Definition
The Law of Effect is one of the basic laws of learning formulated by Thorndike. It states that a behavior followed by appetitive consequences will tend to be repeated in the future.
Introduction
Edward Lee Thorndike published an experimental work in 1898 that not much later was explicitly defined as the Law of Effect, as Thorndike stated in his book Animal Intelligence (Thorndike 1898, 1911). In this work, Thorndike addressed three relevant topics in learning: the comparative role of learning between humans and other animals, the experimental methods employed to investigate similitudes and differences in behavior between species, and, finally, the Law of Effect (Lattal 1998). All these topics were focused outside the anecdotic method for animal reasoning, as Thorndike effusively defended.
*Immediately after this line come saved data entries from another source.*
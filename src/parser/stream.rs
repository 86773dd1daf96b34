/// Variable-byte integers stop growing once the shift passes this bound.
const MAX_VB_SHIFT: u32 = 28;

/// BBL data stream for reading the header lines and binary frames.
///
/// Reads never fail: running off the end of the buffer is reported as `None`
/// and callers decide what a truncated read means.
pub struct BBLDataStream<'a> {
    data: &'a [u8],
    pub pos: usize,
    end: usize,
    pub eof: bool,
}

impl<'a> BBLDataStream<'a> {
    pub fn new(data: &'a [u8]) -> Self {
        Self {
            data,
            pos: 0,
            end: data.len(),
            eof: false,
        }
    }

    pub fn remaining(&self) -> usize {
        self.end.saturating_sub(self.pos)
    }

    pub fn read_byte(&mut self) -> Option<u8> {
        if self.pos < self.end {
            let byte = self.data[self.pos];
            self.pos += 1;
            Some(byte)
        } else {
            self.eof = true;
            None
        }
    }

    /// Read up to the next line feed. Carriage returns are dropped and the
    /// terminator is not included.
    ///
    /// Returns `None` only when the stream was already exhausted; a blank
    /// line comes back as an empty vector.
    pub fn read_line(&mut self) -> Option<Vec<u8>> {
        if self.pos >= self.end {
            self.eof = true;
            return None;
        }

        let mut line = Vec::new();
        while let Some(byte) = self.read_byte() {
            match byte {
                b'\n' => break,
                b'\r' => {}
                _ => line.push(byte),
            }
        }
        Some(line)
    }

    /// Step back `count` bytes. Only the header parser uses this, to hand a
    /// field-definition line to the next stage.
    pub fn rewind(&mut self, count: usize) {
        self.pos = self.pos.saturating_sub(count);
        self.eof = self.pos >= self.end;
    }

    /// Read unsigned variable byte
    pub fn read_unsigned_vb(&mut self) -> Option<u64> {
        self.read_vb().map(|(value, _)| value)
    }

    /// Read signed variable byte.
    ///
    /// The sign lives in the top data bit of the last group, so the value is
    /// sign-extended from bit `shift + 6`. This is not ZigZag.
    pub fn read_signed_vb(&mut self) -> Option<i64> {
        let (magnitude, shift) = self.read_vb()?;

        let mut value = magnitude as i64;
        if magnitude & (1u64 << (shift + 6)) != 0 {
            value -= 1i64 << (shift + 7);
        }
        Some(value)
    }

    /// Read negative 14-bit encoding: a little-endian u16, low 14 bits,
    /// negated.
    pub fn read_neg_14bit(&mut self) -> Option<i64> {
        let byte1 = self.read_byte()?;
        let byte2 = self.read_byte()?;

        let unsigned_value = u16::from_le_bytes([byte1, byte2]) & 0x3fff;
        Some(-i64::from(unsigned_value))
    }

    fn read_vb(&mut self) -> Option<(u64, u32)> {
        let mut result = 0u64;
        let mut shift = 0u32;

        loop {
            let b = self.read_byte()?;
            result |= u64::from(b & 0x7f) << shift;

            // Final byte?
            if b & 0x80 == 0 {
                break;
            }

            shift += 7;
            if shift > MAX_VB_SHIFT {
                break;
            }
        }

        Some((result, shift))
    }
}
The formulation of the explicit Law of Effect could be seen as a legacy from Darwin’s evolution theory (Postman 1947)....
References
Lattal, K. (1998). A century of effect: Legacies of E. L. Thorndike’s animal intelligence monograph. Journal of the Experimental Analysis of Behavior, 70(3), 325–336.
Postman, L. (1947). The history and present status of the law of effect. Psychological Bulletin, 44(6), 489–563.
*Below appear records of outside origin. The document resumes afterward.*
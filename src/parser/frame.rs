use crate::parser::decoder::{apply_predictor, decode_field_value};
use crate::parser::gyro::extract_gyro_sample;
use crate::parser::main::DecoderOptions;
use crate::parser::stream::BBLDataStream;
use crate::types::{
    DecodedFrame, FieldSchema, FrameDefinition, FrameHistory, FrameKind, FrameStats, GyroSample,
    StopReason,
};
use std::fmt;
use tracing::{debug, warn};

/// Signed VB reads used to skip an S frame
const SLOW_FRAME_SKIP_READS: usize = 5;
/// Signed VB reads used to skip a G or H frame
const GPS_FRAME_SKIP_READS: usize = 10;

/// Why a main frame was discarded. The frame loop carries on at the next
/// byte after either of these.
#[derive(Debug, Clone, PartialEq, Eq)]
pub enum FrameError {
    /// The schema declares no fields for this frame type
    EmptyDefinition { frame_type: char },
    /// Reconstructing a field from history overflowed
    PredictionOverflow { field: String },
}

impl fmt::Display for FrameError {
    fn fmt(&self, f: &mut fmt::Formatter<'_>) -> fmt::Result {
        match self {
            FrameError::EmptyDefinition { frame_type } => {
                write!(f, "no fields defined for frame type '{}'", frame_type)
            }
            FrameError::PredictionOverflow { field } => {
                write!(f, "prediction overflow in field '{}'", field)
            }
        }
    }
}

impl std::error::Error for FrameError {}

/// Everything the frame loop produces
#[derive(Debug)]
pub struct FrameParseOutput {
    pub frame_count: usize,
    pub gyro_data: Vec<GyroSample>,
    pub stats: FrameStats,
    pub stop_reason: StopReason,
    /// Frames still in the prediction window when the loop ended
    pub history: FrameHistory,
}

/// Parse frames from the binary part of a log.
///
/// Runs until the end of the data or the first byte that is not a known
/// frame tag. Main frames that fail to decode are dropped and the loop
/// resumes at the following byte without searching for the next tag.
pub fn parse_frames(
    stream: &mut BBLDataStream,
    schema: &FieldSchema,
    options: &DecoderOptions,
) -> FrameParseOutput {
    let start_pos = stream.pos;
    let mut history = FrameHistory::new(options.history_capacity);
    let mut gyro_data: Vec<GyroSample> = Vec::new();
    let mut stats = FrameStats::default();
    let mut frame_count = 0;

    let stop_reason = loop {
        let frame_start_pos = stream.pos;
        let Some(tag) = stream.read_byte() else {
            break StopReason::EndOfStream;
        };

        let Some(kind) = FrameKind::from_tag(tag) else {
            warn!(
                "unknown frame type byte 0x{:02X} at offset {}, stopping",
                tag, frame_start_pos
            );
            break StopReason::UnknownFrameType {
                byte: tag,
                offset: frame_start_pos,
            };
        };

        if !kind.is_main() {
            skip_frame(stream, kind);
            stats.count(kind);
            continue;
        }

        let empty = FrameDefinition::new();
        let definition = schema.get(kind.tag()).unwrap_or(&empty);

        match parse_main_frame(stream, kind, definition, &history) {
            Ok(frame) => {
                let sample = extract_gyro_sample(&frame, gyro_data.len(), options);
                if frame_count < 3 {
                    debug!(
                        frame_type = %frame.frame_type,
                        offset = frame_start_pos,
                        timestamp = sample.timestamp,
                        "accepted frame"
                    );
                }
                gyro_data.push(sample);
                history.push(frame);
                stats.count(kind);
                frame_count += 1;
            }
            Err(err) => {
                warn!(offset = frame_start_pos, "discarding {} frame: {}", kind.tag(), err);
                stats.failed_frames += 1;
            }
        }
    };

    stats.total_bytes = (stream.pos - start_pos) as u64;

    debug!(
        "Parsed {} frames: {} I, {} P, {} S, {} G, {} H, {} E, {} failed",
        frame_count,
        stats.i_frames,
        stats.p_frames,
        stats.s_frames,
        stats.g_frames,
        stats.h_frames,
        stats.e_frames,
        stats.failed_frames
    );

    FrameParseOutput {
        frame_count,
        gyro_data,
        stats,
        stop_reason,
        history,
    }
}

/// Parse one I or P frame.
///
/// I frames carry absolute values. P frames carry deltas that are added to
/// a prediction from `history`, once history holds at least one frame.
pub fn parse_main_frame(
    stream: &mut BBLDataStream,
    kind: FrameKind,
    definition: &FrameDefinition,
    history: &FrameHistory,
) -> Result<DecodedFrame, FrameError> {
    if definition.is_empty() {
        return Err(FrameError::EmptyDefinition {
            frame_type: kind.tag(),
        });
    }

    let predictive = kind == FrameKind::Inter && !history.is_empty();
    let mut frame = DecodedFrame::new(kind.tag());

    for field in &definition.fields {
        let raw_value = decode_field_value(stream, field.encoding);

        let value = if predictive {
            apply_predictor(field.predictor, raw_value, &field.name, history).ok_or_else(|| {
                FrameError::PredictionOverflow {
                    field: field.name.clone(),
                }
            })?
        } else {
            raw_value
        };

        frame.data.insert(field.name.clone(), value);
    }

    Ok(frame)
}

/// Consume an auxiliary frame without interpreting it.
pub fn skip_frame(stream: &mut BBLDataStream, kind: FrameKind) {
    match kind {
        FrameKind::Slow => {
            for _ in 0..SLOW_FRAME_SKIP_READS {
                let _ = stream.read_signed_vb();
            }
        }
        FrameKind::Gps | FrameKind::GpsHome => {
            for _ in 0..GPS_FRAME_SKIP_READS {
                let _ = stream.read_signed_vb();
            }
        }
        FrameKind::Event => {
            let _event_type = stream.read_unsigned_vb();
            let _event_data = stream.read_unsigned_vb();
        }
        FrameKind::Intra | FrameKind::Inter => {}
    }
}

#[cfg(test)]
mod tests {
    use super::*;
    use crate::parser::decoder::{FieldEncoding, FieldPredictor};
    use crate::types::FieldDefinition;

    fn frame_bytes(tag: u8, loop_iteration: u8, time: &[u8], gyro: [u8; 3]) -> Vec<u8> {
        let mut bytes = vec![tag, loop_iteration];
        bytes.extend_from_slice(time);
        bytes.extend_from_slice(&gyro);
        bytes.extend_from_slice(&[0, 0, 0]);
        bytes
    }

    fn parse(data: &[u8], schema: &FieldSchema) -> FrameParseOutput {
        let mut stream = BBLDataStream::new(data);
        parse_frames(&mut stream, schema, &DecoderOptions::default())
    }

    #[test]
    fn test_intra_and_inter_frames() {
        let schema = FieldSchema::default_schema();
        let mut data = frame_bytes(b'I', 0, &[0xe8, 0x07], [10, 20, 30]); // time 1000
        data.extend(frame_bytes(b'P', 0, &[0xf4, 0x03], [5, 0x7f, 0])); // time delta 500
        data.extend(frame_bytes(b'P', 0, &[0x00], [1, 2, 3]));

        let output = parse(&data, &schema);
        assert_eq!(output.frame_count, 3);
        assert_eq!(output.stop_reason, StopReason::EndOfStream);
        assert_eq!(output.stats.i_frames, 1);
        assert_eq!(output.stats.p_frames, 2);
        assert_eq!(output.stats.total_bytes, data.len() as u64);

        let timestamps: Vec<i64> = output.gyro_data.iter().map(|s| s.timestamp).collect();
        // straight line from one frame repeats it; from two it extrapolates
        assert_eq!(timestamps, [1000, 1500, 2000]);

        // zero predictor: P frame gyro values are the deltas themselves
        assert_eq!(output.gyro_data[1].gyro_x_raw, 5);
        assert_eq!(output.gyro_data[1].gyro_y_raw, -1);

        let last = output.history.previous().unwrap();
        assert_eq!(last.get("loopIteration"), Some(2));
        assert_eq!(last.frame_type, 'P');
    }

    #[test]
    fn test_inter_frame_without_history_is_absolute() {
        let schema = FieldSchema::default_schema();
        let data = frame_bytes(b'P', 4, &[0x64], [1, 2, 3]);
        let output = parse(&data, &schema);

        assert_eq!(output.frame_count, 1);
        let frame = output.history.previous().unwrap();
        assert_eq!(frame.get("loopIteration"), Some(4));
        assert_eq!(frame.get("time"), Some(100));
    }

    #[test]
    fn test_auxiliary_frames_are_skipped() {
        let schema = FieldSchema::default_schema();
        let mut data = vec![b'S', 1, 2, 3, 4, 5];
        data.push(b'G');
        data.extend_from_slice(&[0; 10]);
        data.push(b'H');
        data.extend_from_slice(&[0x81, 0x01, 0, 0, 0, 0, 0, 0, 0, 0, 0]);
        data.extend_from_slice(&[b'E', 0x80, 0x01, 0x07]);
        data.extend(frame_bytes(b'I', 1, &[0x0a], [1, 1, 1]));

        let output = parse(&data, &schema);
        assert_eq!(output.stats.s_frames, 1);
        assert_eq!(output.stats.g_frames, 1);
        assert_eq!(output.stats.h_frames, 1);
        assert_eq!(output.stats.e_frames, 1);
        assert_eq!(output.frame_count, 1);
        assert_eq!(output.gyro_data[0].timestamp, 10);
    }

    #[test]
    fn test_unknown_tag_stops_with_frames_kept() {
        let schema = FieldSchema::default_schema();
        let mut data = frame_bytes(b'I', 0, &[0x01], [1, 2, 3]);
        let offset = data.len();
        data.push(b'X');
        data.extend(frame_bytes(b'I', 0, &[0x02], [1, 2, 3]));

        let output = parse(&data, &schema);
        assert_eq!(output.frame_count, 1);
        assert_eq!(
            output.stop_reason,
            StopReason::UnknownFrameType { byte: b'X', offset }
        );
    }

    #[test]
    fn test_truncated_frame_reads_zeros() {
        let schema = FieldSchema::default_schema();
        let output = parse(&[b'I', 0x05, 0x64], &schema);

        assert_eq!(output.frame_count, 1);
        let frame = output.history.previous().unwrap();
        assert_eq!(frame.get("time"), Some(100));
        assert_eq!(frame.get("gyroADC[0]"), Some(0));
        assert_eq!(frame.get("accSmooth[2]"), Some(0));
    }

    #[test]
    fn test_missing_definition_discards_frame() {
        let mut schema = FieldSchema::new();
        schema.insert(
            'I',
            FrameDefinition {
                fields: vec![FieldDefinition::new("gyroADC[0]", FieldEncoding::SignedVb, FieldPredictor::Zero)],
            },
        );
        // P has no definition: the tag is dropped and the next byte read as a tag
        let data = [b'I', 0x05, b'P', b'I', 0x06];
        let output = parse(&data, &schema);

        assert_eq!(output.frame_count, 2);
        assert_eq!(output.stats.failed_frames, 1);
        assert_eq!(output.gyro_data[1].gyro_x_raw, 6);
    }

    #[test]
    fn test_prediction_overflow_discards_only_that_frame() {
        let mut schema = FieldSchema::new();
        let fields = vec![FieldDefinition::new("x", FieldEncoding::UnsignedVb, FieldPredictor::StraightLine)];
        schema.insert('I', FrameDefinition { fields: fields.clone() });
        schema.insert('P', FrameDefinition { fields });

        let mut history = FrameHistory::default();
        let mut frame = DecodedFrame::new('I');
        frame.data.insert("x".to_string(), i64::MAX);
        history.push(frame);

        let definition = schema.get('P').unwrap();
        let mut stream = BBLDataStream::new(&[0x01]);
        let err = parse_main_frame(&mut stream, FrameKind::Inter, definition, &history).unwrap_err();
        assert_eq!(err, FrameError::PredictionOverflow { field: "x".to_string() });
        assert!(err.to_string().contains("'x'"));
    }

    #[test]
    fn test_skip_frame_byte_counts() {
        let data = [0u8; 16];

        let mut stream = BBLDataStream::new(&data);
        skip_frame(&mut stream, FrameKind::Slow);
        assert_eq!(stream.pos, 5);

        let mut stream = BBLDataStream::new(&data);
        skip_frame(&mut stream, FrameKind::Gps);
        assert_eq!(stream.pos, 10);

        let mut stream = BBLDataStream::new(&data);
        skip_frame(&mut stream, FrameKind::Event);
        assert_eq!(stream.pos, 2);
    }
}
Skinner, B. F. (1969). Contingencies of reinforcement. New York: Appleton-Century-Crofts.
Thorndike, E. L. (1898). Animal intelligence: An experimental study of the associative processes in animals. The Psychological Review: Monograph Supplements, 2(4).
Thorndike, E. L. (1911). Animal intelligence. New York: Macmillan. (E-book published by New York: Routledge, 2017).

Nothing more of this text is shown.